Mr Kuksal then submitted on behalf of the defendants that because he had raised a question as to whether the Board was or had acted lawfully, this Court was required to determine those issues first in order to comply with its obligations to accord the parties human rights and to act in accordance with the principle of legality and proportionality. Similarly, he submitted that because he had made serious allegations against me, I had no power to proceed to hear the matter unless I first determined whether he had made those allegations for the improper purpose of perverting the course of justice.
I disagree with both those submissions. None of the cases referred to establish that the Court would be acting in breach of any the defendants’ rights if it were to determine the issue of whether Mr Ansell is permitted to engage in legal practice whilst he does not have a practising certificate, without first determining whether the Board had acted unlawfully or whether Mr Kuksal’s allegations were made in bad faith. Parties are not able to dictate the order in which a Court decides to deal with issues that arise by the process of making allegations of misconduct and requiring that those allegations be the first thing determined.[6] Accepting Mr Kuksal’s position would mean defendants could intolerably delay proceedings by putting forth such allegations, and, despite Mr Kuksal’s oral submissions to the contrary, I do not accept that Parliament somehow intended that proceedings must be stayed until those allegations are resolved because there is a potential penalty attached to making such allegations if they are made in bad faith.

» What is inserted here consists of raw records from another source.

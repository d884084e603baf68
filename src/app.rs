//! Application loop
//!
//! [`App`] owns the context, the renderer and the scene. Each tick drains
//! the UI command queue, updates the scene and renders one frame. The
//! windowed loop runs on winit; the headless loop renders a fixed number of
//! frames. UI commands arrive as JSON lines on stdin and replies leave as
//! JSON lines on stdout, each on its own thread.

use std::io::{BufRead, Write};
use std::sync::Arc;
use std::thread::JoinHandle;
use std::time::{Duration, Instant};

use glam::Vec3;
use serde_json::{json, Value};
use winit::{
    dpi::{PhysicalPosition, PhysicalSize},
    event::{Event, WindowEvent},
    event_loop::{ControlFlow, EventLoop, EventLoopWindowTarget},
    window::{Fullscreen, Window, WindowBuilder},
};

use crate::backend::dummy::DummyBackend;
use crate::command::*;
use crate::error::{log_recoverable, RenderError, RenderResult};
use crate::particles::{Effect, EffectInfo};
use crate::pipeline::{DebugView, ViewMode};
use crate::resources::{MaterialInstance, DEFAULT_MATERIAL_INSTANCE};
use crate::scene::{Actor, ActorPart, PointLight, Scene, Transform};
use crate::{AntiAliasing, RenderContext, Renderer, RendererConfig, RenderingType, WgpuBackend};

/// Frames closer together than this are skipped when vsync is on
pub const MIN_DELTA: f32 = 1.0 / 60.0;
/// Capacity of the command and reply queues
pub const QUEUE_CAPACITY: usize = 256;
/// Distance kept from an object focused by the camera
const FOCUS_DISTANCE: f32 = 5.0;

/// Averages over the last second of frames
#[derive(Debug, Clone, Copy, Default)]
pub struct FrameStats {
    pub avg_fps: f32,
    pub avg_ms: f32,
    pub avg_render_ms: f32,
    pub avg_present_ms: f32,
    acc_time: f32,
    acc_render: f32,
    acc_present: f32,
    frames: u32,
}

impl FrameStats {
    fn record(&mut self, delta: f32, render: Duration, present: Duration) {
        self.acc_time += delta;
        self.acc_render += render.as_secs_f32() * 1000.0;
        self.acc_present += present.as_secs_f32() * 1000.0;
        self.frames += 1;
        if self.acc_time > 1.0 {
            let frames = self.frames as f32;
            self.avg_ms = self.acc_time / frames * 1000.0;
            self.avg_fps = 1000.0 / self.avg_ms;
            self.avg_render_ms = self.acc_render / frames;
            self.avg_present_ms = self.acc_present / frames;
            log::debug!(
                "{:.2} fps, {:.2} ms (render {:.2} ms, present {:.2} ms)",
                self.avg_fps,
                self.avg_ms,
                self.avg_render_ms,
                self.avg_present_ms
            );
            *self = FrameStats {
                avg_fps: self.avg_fps,
                avg_ms: self.avg_ms,
                avg_render_ms: self.avg_render_ms,
                avg_present_ms: self.avg_present_ms,
                ..Default::default()
            };
        }
    }
}

/// How the binary runs
#[derive(Debug, Clone, Copy, Default)]
pub struct RunOptions {
    /// Render offscreen without a window
    pub headless: bool,
    /// Stop after this many frames
    pub frames: Option<u64>,
}

/// The scene loaded at startup: a unit sphere at the origin seen from
/// (0, 0, 5), lit by a main light from (1, 1, 1).
pub fn default_scene(ctx: &RenderContext, config: &RendererConfig) -> RenderResult<Scene> {
    let mut scene = Scene::new("default", config.gpu_particles);
    scene.set_max_point_lights(config.max_point_lights as usize);
    let geometry = ctx
        .geometries
        .id_of("sphere")
        .ok_or_else(|| RenderError::MissingResource("sphere geometry".into()))?;
    scene.add_actor(Actor::new(
        "sphere",
        vec![ActorPart {
            geometry,
            material_instance: ctx.materials.id_of(DEFAULT_MATERIAL_INSTANCE),
        }],
    ));
    scene.camera.transform.set_position(Vec3::new(0.0, 0.0, 5.0));
    scene.camera.transform.set_rotation(Vec3::ZERO);
    scene.main_light.set_light_direction(Vec3::ONE.normalize());
    scene.ocean.is_render_ocean = false;
    Ok(scene)
}

/// Renderer, scene and the UI command plumbing
pub struct App {
    pub ctx: RenderContext,
    pub renderer: Renderer,
    pub scene: Scene,
    config: RendererConfig,
    commands: CommandReceiver,
    replies: CommandSender,
    running: bool,
    play_mode: bool,
    last_frame: Instant,
    stats: FrameStats,
    /// Resolution change waiting for the window to follow
    requested_resolution: Option<(u32, u32, bool)>,
}
impl SceneMaterials {
    fn new(ctx: &mut RenderContext) -> RenderResult<Self> {
        let gpu = ctx.backend.as_dyn_mut();
        let macros = BTreeMap::new();
        let mut create = |shader: &str| {
            ctx.materials
                .create_instance(gpu, &ctx.textures, &format!("scene.{}", shader), shader, &macros)
        };
        let prepass = create("prepass")?;
        let prepass_skeletal = create(&skeletal_name("prepass"))?;
        let shadowmap = create("shadowmap")?;
        let shadowmap_skeletal = create(&skeletal_name("shadowmap"))?;
        let object_id = create("object_id")?;
        let object_id_skeletal = create(&skeletal_name("object_id"))?;
        let default_skeletal = create(&skeletal_name("default"))?;
        let default = ctx
            .materials
            .id_of(DEFAULT_MATERIAL_INSTANCE)
            .ok_or_else(|| RenderError::MissingResource(DEFAULT_MATERIAL_INSTANCE.into()))?;
        Ok(Self {
            prepass,
            prepass_skeletal,
            shadowmap,
            shadowmap_skeletal,
            object_id,
            object_id_skeletal,
            default,
            default_skeletal,
        })
    }

    fn pick(&self, group: RenderGroup, r#static: MaterialInstanceId, skeletal: MaterialInstanceId) -> MaterialInstanceId {
        match group {
            RenderGroup::Static => r#static,
            RenderGroup::Skeletal => skeletal,
        }
    }

    fn default_for(&self, group: RenderGroup) -> MaterialInstanceId {
        self.pick(group, self.default, self.default_skeletal)
    }
}

/// Frame orchestrator
pub struct Renderer {
    pub options: RenderOptions,
    pub postprocess: PostProcess,
    materials: SceneMaterials,
    size: (u32, u32),
    frame_count: u64,
    delta: f32,
    mouse_pos: Vec2,
    timings: FrameTimings,
    capture_mode: Option<CaptureMode>,
    overlay: Option<Box<dyn Overlay>>,
}
//! Static and skeletal actors and the per-frame render lists

use glam::{Mat4, Vec3};
use slotmap::SlotMap;

use super::camera::Camera;
use super::light::MainLight;
use super::transform::Transform;
use crate::backend::ProgramHandle;
use crate::resources::{
    BoundingBox, GeometryId, GeometryStore, MaterialInstanceId, MaterialStore, MAX_BONES,
};

slotmap::new_key_type! {
    /// Key of an actor in the scene
    pub struct ActorId;
}

/// Which actor list a draw belongs to
#[derive(Debug, Clone, Copy, PartialEq, Eq, Hash)]
pub enum RenderGroup {
    Static,
    Skeletal,
}

/// One geometry of an actor with its material instance
#[derive(Debug, Clone, Copy)]
pub struct ActorPart {
    pub geometry: GeometryId,
    /// `None` draws with the default material instance.
    pub material_instance: Option<MaterialInstanceId>,
}

/// Bone palettes sampled over time, one palette per frame
#[derive(Debug, Clone)]
pub struct AnimationClip {
    pub name: String,
    pub frames: Vec<Vec<Mat4>>,
    pub frame_time: f32,
    pub looping: bool,
}

impl AnimationClip {
    pub fn new(name: &str, frames: Vec<Vec<Mat4>>, frame_time: f32) -> Self {
        Self {
            name: name.to_string(),
            frames,
            frame_time: frame_time.max(f32::EPSILON),
            looping: true,
        }
    }

    pub fn duration(&self) -> f32 {
        self.frames.len() as f32 * self.frame_time
    }

    /// Palette shown at `time` seconds.
    pub fn sample(&self, time: f32) -> Option<&[Mat4]> {
        if self.frames.is_empty() {
            return None;
        }
        let last = self.frames.len() - 1;
        let frame = (time.max(0.0) / self.frame_time) as usize;
        let frame = if self.looping {
            frame % self.frames.len()
        } else {
            frame.min(last)
        };
        self.frames.get(frame).map(Vec::as_slice)
    }
}

/// Scene object made of one or more geometry parts
#[derive(Debug, Clone)]
pub struct Actor {
    pub name: String,
    pub transform: Transform,
    pub parts: Vec<ActorPart>,
    pub visible: bool,
    pub cast_shadow: bool,
    /// Written by the object-id pass for picking
    pub object_id: f32,
    animation: Option<AnimationClip>,
    animation_time: f32,
    bone_matrices: Vec<Mat4>,
    prev_bone_matrices: Vec<Mat4>,
}

impl Actor {
    pub fn new(name: &str, parts: Vec<ActorPart>) -> Self {
        Self {
            name: name.to_string(),
            transform: Transform::new(),
            parts,
            visible: true,
            cast_shadow: true,
            object_id: 0.0,
            animation: None,
            animation_time: 0.0,
            bone_matrices: Vec::new(),
            prev_bone_matrices: Vec::new(),
        }
    }

    pub fn with_position(mut self, position: Vec3) -> Self {
        self.transform.set_position(position);
        self.transform.update();
        self
    }

    pub fn set_animation(&mut self, clip: AnimationClip) {
        self.animation = Some(clip);
        self.animation_time = 0.0;
    }

    /// Replace the bone palette; the previous one is kept for velocity.
    /// Palettes longer than the shader limit are truncated.
    pub fn set_bone_matrices(&mut self, matrices: &[Mat4]) {
        let count = matrices.len().min(MAX_BONES as usize);
        if count < matrices.len() {
            log::warn!("{}: {} bones exceed the limit of {}", self.name, matrices.len(), MAX_BONES);
        }
        self.prev_bone_matrices = std::mem::take(&mut self.bone_matrices);
        self.bone_matrices = matrices[..count].to_vec();
        if self.prev_bone_matrices.len() != self.bone_matrices.len() {
            self.prev_bone_matrices = self.bone_matrices.clone();
        }
    }

    pub fn bone_matrices(&self) -> &[Mat4] {
        &self.bone_matrices
    }

    pub fn prev_bone_matrices(&self) -> &[Mat4] {
        &self.prev_bone_matrices
    }

    /// Advance the transform and the animation clip.
    pub fn update(&mut self, delta: f32) {
        self.transform.update();
        if let Some(clip) = &self.animation {
            self.animation_time += delta;
            if let Some(palette) = clip.sample(self.animation_time).map(<[Mat4]>::to_vec) {
                self.set_bone_matrices(&palette);
            }
        }
    }

    /// World-space bounds of every part.
    pub fn world_bounds(&self, geometries: &GeometryStore) -> Option<BoundingBox> {
        let matrix = self.transform.matrix();
        let mut points = Vec::new();
        for part in &self.parts {
            let Some(geometry) = geometries.get(part.geometry) else {
                continue;
            };
            let (lo, hi) = (geometry.bounds.min, geometry.bounds.max);
            for i in 0..8 {
                let corner = Vec3::new(
                    if i & 1 == 0 { lo.x } else { hi.x },
                    if i & 2 == 0 { lo.y } else { hi.y },
                    if i & 4 == 0 { lo.z } else { hi.z },
                );
                points.push(matrix.transform_point3(corner));
            }
        }
        (!points.is_empty()).then(|| BoundingBox::from_points(&points))
    }
}

/// One draw of the render lists
#[derive(Debug, Clone, Copy)]
pub struct RenderInfo {
    pub actor: ActorId,
    pub geometry: GeometryId,
    pub material_instance: Option<MaterialInstanceId>,
    pub program: Option<ProgramHandle>,
}

impl RenderInfo {
    fn sort_key(&self) -> (Option<ProgramHandle>, Option<MaterialInstanceId>, ActorId) {
        (self.program, self.material_instance, self.actor)
    }
}

/// Draw lists for one frame
#[derive(Debug, Clone, Default)]
pub struct RenderLists {
    pub static_solid: Vec<RenderInfo>,
    pub static_translucent: Vec<RenderInfo>,
    pub skeletal_solid: Vec<RenderInfo>,
    pub skeletal_translucent: Vec<RenderInfo>,
    pub static_shadow: Vec<RenderInfo>,
    pub skeletal_shadow: Vec<RenderInfo>,
}

impl RenderLists {
    pub fn solid(&self, group: RenderGroup) -> &[RenderInfo] {
        match group {
            RenderGroup::Static => &self.static_solid,
            RenderGroup::Skeletal => &self.skeletal_solid,
        }
    }

    pub fn translucent(&self, group: RenderGroup) -> &[RenderInfo] {
        match group {
            RenderGroup::Static => &self.static_translucent,
            RenderGroup::Skeletal => &self.skeletal_translucent,
        }
    }

    pub fn shadow(&self, group: RenderGroup) -> &[RenderInfo] {
        match group {
            RenderGroup::Static => &self.static_shadow,
            RenderGroup::Skeletal => &self.skeletal_shadow,
        }
    }

    pub fn is_empty(&self) -> bool {
        self.static_solid.is_empty()
            && self.static_translucent.is_empty()
            && self.skeletal_solid.is_empty()
            && self.skeletal_translucent.is_empty()
    }

    /// Split visible parts by group and translucency, cull against the
    /// camera frustum and the shadow volume, then sort each list by program,
    /// material instance and actor so consecutive draws share state.
    pub fn gather(
        actors: &SlotMap<ActorId, Actor>,
        geometries: &GeometryStore,
        materials: &MaterialStore,
        camera: &Camera,
        main_light: &MainLight,
    ) -> Self {
        let mut lists = Self::default();
        for (id, actor) in actors {
            if !actor.visible {
                continue;
            }
            let matrix = actor.transform.matrix();
            let scale = actor.transform.max_scale();
            for part in &actor.parts {
                let Some(geometry) = geometries.get(part.geometry) else {
                    log::warn!("{}: missing geometry", actor.name);
                    continue;
                };
                let instance = part.material_instance.and_then(|m| materials.get(m));
                let info = RenderInfo {
                    actor: id,
                    geometry: part.geometry,
                    material_instance: part.material_instance.filter(|_| instance.is_some()),
                    program: instance.map(|i| i.program()),
                };
                let translucent = instance.is_some_and(|i| i.is_translucent());
                let group = if geometry.skeletal {
                    RenderGroup::Skeletal
                } else {
                    RenderGroup::Static
                };

                let center = matrix.transform_point3(geometry.bounds.center);
                let radius = geometry.bounds.radius * scale;
                if !camera.cull_sphere(center, radius) {
                    let list = match (group, translucent) {
                        (RenderGroup::Static, false) => &mut lists.static_solid,
                        (RenderGroup::Static, true) => &mut lists.static_translucent,
                        (RenderGroup::Skeletal, false) => &mut lists.skeletal_solid,
                        (RenderGroup::Skeletal, true) => &mut lists.skeletal_translucent,
                    };
                    list.push(info);
                }

                if actor.cast_shadow && !translucent {
                    let lo = center - Vec3::splat(radius);
                    let hi = center + Vec3::splat(radius);
                    if !main_light.cull_bounds(lo, hi) {
                        match group {
                            RenderGroup::Static => lists.static_shadow.push(info),
                            RenderGroup::Skeletal => lists.skeletal_shadow.push(info),
                        }
                    }
                }
            }
        }
        for list in [
            &mut lists.static_solid,
            &mut lists.static_translucent,
            &mut lists.skeletal_solid,
            &mut lists.skeletal_translucent,
            &mut lists.static_shadow,
            &mut lists.skeletal_shadow,
        ] {
            list.sort_by_key(RenderInfo::sort_key);
        }
        lists
    }
}

#[cfg(test)]
mod tests {
    use super::*;
    use crate::context::RenderContext;
    use crate::resources::{GeometryData, DEFAULT_MATERIAL_INSTANCE};
    use glam::Vec2;

    fn scene_parts(ctx: &RenderContext) -> ActorPart {
        ActorPart {
            geometry: ctx.geometries.id_of("sphere").unwrap(),
            material_instance: ctx.materials.id_of(DEFAULT_MATERIAL_INSTANCE),
        }
    }

    fn camera() -> Camera {
        let mut camera = Camera::new("camera");
        camera.transform.set_position(Vec3::new(0.0, 0.0, 5.0));
        camera.update(Vec2::ZERO);
        camera
    }

    #[test]
    fn test_gather_culls_outside_frustum() {
        let ctx = RenderContext::headless(32, 32).unwrap();
        let part = scene_parts(&ctx);
        let mut actors = SlotMap::with_key();
        let visible = actors.insert(Actor::new("visible", vec![part]));
        actors.insert(Actor::new("behind", vec![part]).with_position(Vec3::new(500.0, 0.0, 0.0)));
        let mut light = MainLight::new("sun");
        light.update(Vec3::new(0.0, 0.0, 5.0));

        let lists = RenderLists::gather(&actors, &ctx.geometries, &ctx.materials, &camera(), &light);
        assert_eq!(lists.static_solid.len(), 1);
        assert_eq!(lists.static_solid[0].actor, visible);
        assert!(lists.skeletal_solid.is_empty());
        assert_eq!(lists.static_shadow.len(), 1);
    }

    #[test]
    fn test_gather_sorts_by_program() {
        let mut ctx = RenderContext::headless(32, 32).unwrap();
        let gpu = ctx.backend.as_dyn_mut();
        let prepass = ctx
            .materials
            .create_instance(gpu, &ctx.textures, "prepass_instance", "prepass", &Default::default())
            .unwrap();
        let sphere = ctx.geometries.id_of("sphere").unwrap();
        let mut actors = SlotMap::with_key();
        for i in 0..4 {
            let material_instance = if i % 2 == 0 {
                ctx.materials.id_of(DEFAULT_MATERIAL_INSTANCE)
            } else {
                Some(prepass)
            };
            actors.insert(Actor::new(
                &format!("actor{i}"),
                vec![ActorPart {
                    geometry: sphere,
                    material_instance,
                }],
            ));
        }
        let light = MainLight::new("sun");
        let lists = RenderLists::gather(&actors, &ctx.geometries, &ctx.materials, &camera(), &light);
        let programs: Vec<_> = lists.static_solid.iter().map(|i| i.program).collect();
        assert_eq!(programs.len(), 4);
        assert_eq!(programs[0], programs[1]);
        assert_eq!(programs[2], programs[3]);
        assert_ne!(programs[1], programs[2]);
    }

    #[test]
    fn test_bone_palette_keeps_previous() {
        let mut actor = Actor::new("skinned", Vec::new());
        actor.set_bone_matrices(&[Mat4::IDENTITY; 2]);
        assert_eq!(actor.prev_bone_matrices(), actor.bone_matrices());
        let moved = Mat4::from_translation(Vec3::X);
        actor.set_bone_matrices(&[moved; 2]);
        assert_eq!(actor.prev_bone_matrices(), &[Mat4::IDENTITY; 2]);
        assert_eq!(actor.bone_matrices(), &[moved; 2]);
    }

    #[test]
    fn test_animation_clip_loops() {
        let frames = vec![vec![Mat4::IDENTITY], vec![Mat4::from_translation(Vec3::Y)]];
        let clip = AnimationClip::new("walk", frames, 0.5);
        assert_eq!(clip.duration(), 1.0);
        assert_eq!(clip.sample(0.75).unwrap()[0], Mat4::from_translation(Vec3::Y));
        assert_eq!(clip.sample(1.25).unwrap()[0], Mat4::IDENTITY);
    }

    #[test]
    fn test_world_bounds_follow_transform() {
        let mut ctx = RenderContext::headless(16, 16).unwrap();
        let gpu = ctx.backend.as_dyn_mut();
        let cube = ctx.geometries.create(gpu, &GeometryData::cube()).unwrap();
        let actor = Actor::new(
            "cube",
            vec![ActorPart {
                geometry: cube,
                material_instance: None,
            }],
        )
        .with_position(Vec3::new(10.0, 0.0, 0.0));
        let bounds = actor.world_bounds(&ctx.geometries).unwrap();
        assert!((bounds.center - Vec3::new(10.0, 0.0, 0.0)).length() < 1e-4);
    }
}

[6]See Civil Procedure Act 2010 (Vic) s 47(3) and Part 4.2 generally.
Finally, Mr Kuksal raised a concern that public confidence in the judiciary is at present low, and so it is important that the matter not proceed in the present circumstances.[7] It must also be borne in mind, however, that public confidence in the judiciary is not enhanced if proceedings are delayed other than for good reason. Similarly, public confidence would not be enhanced if a party were able to ensure that a particular judge does not hear matters involving that party by that party making serious allegations against that judge, or were able to require that that judge not hear the matter until there has first been a finding that the complaints made were themselves made for the improper purpose of perverting the cause of justice.
[7]Mr Kuksal asked me to take judicial notice of a report referred to on 3AB radio ‘earlier this week’ that ‘there is a 30 per cent public confidence in the judiciary in Victoria’.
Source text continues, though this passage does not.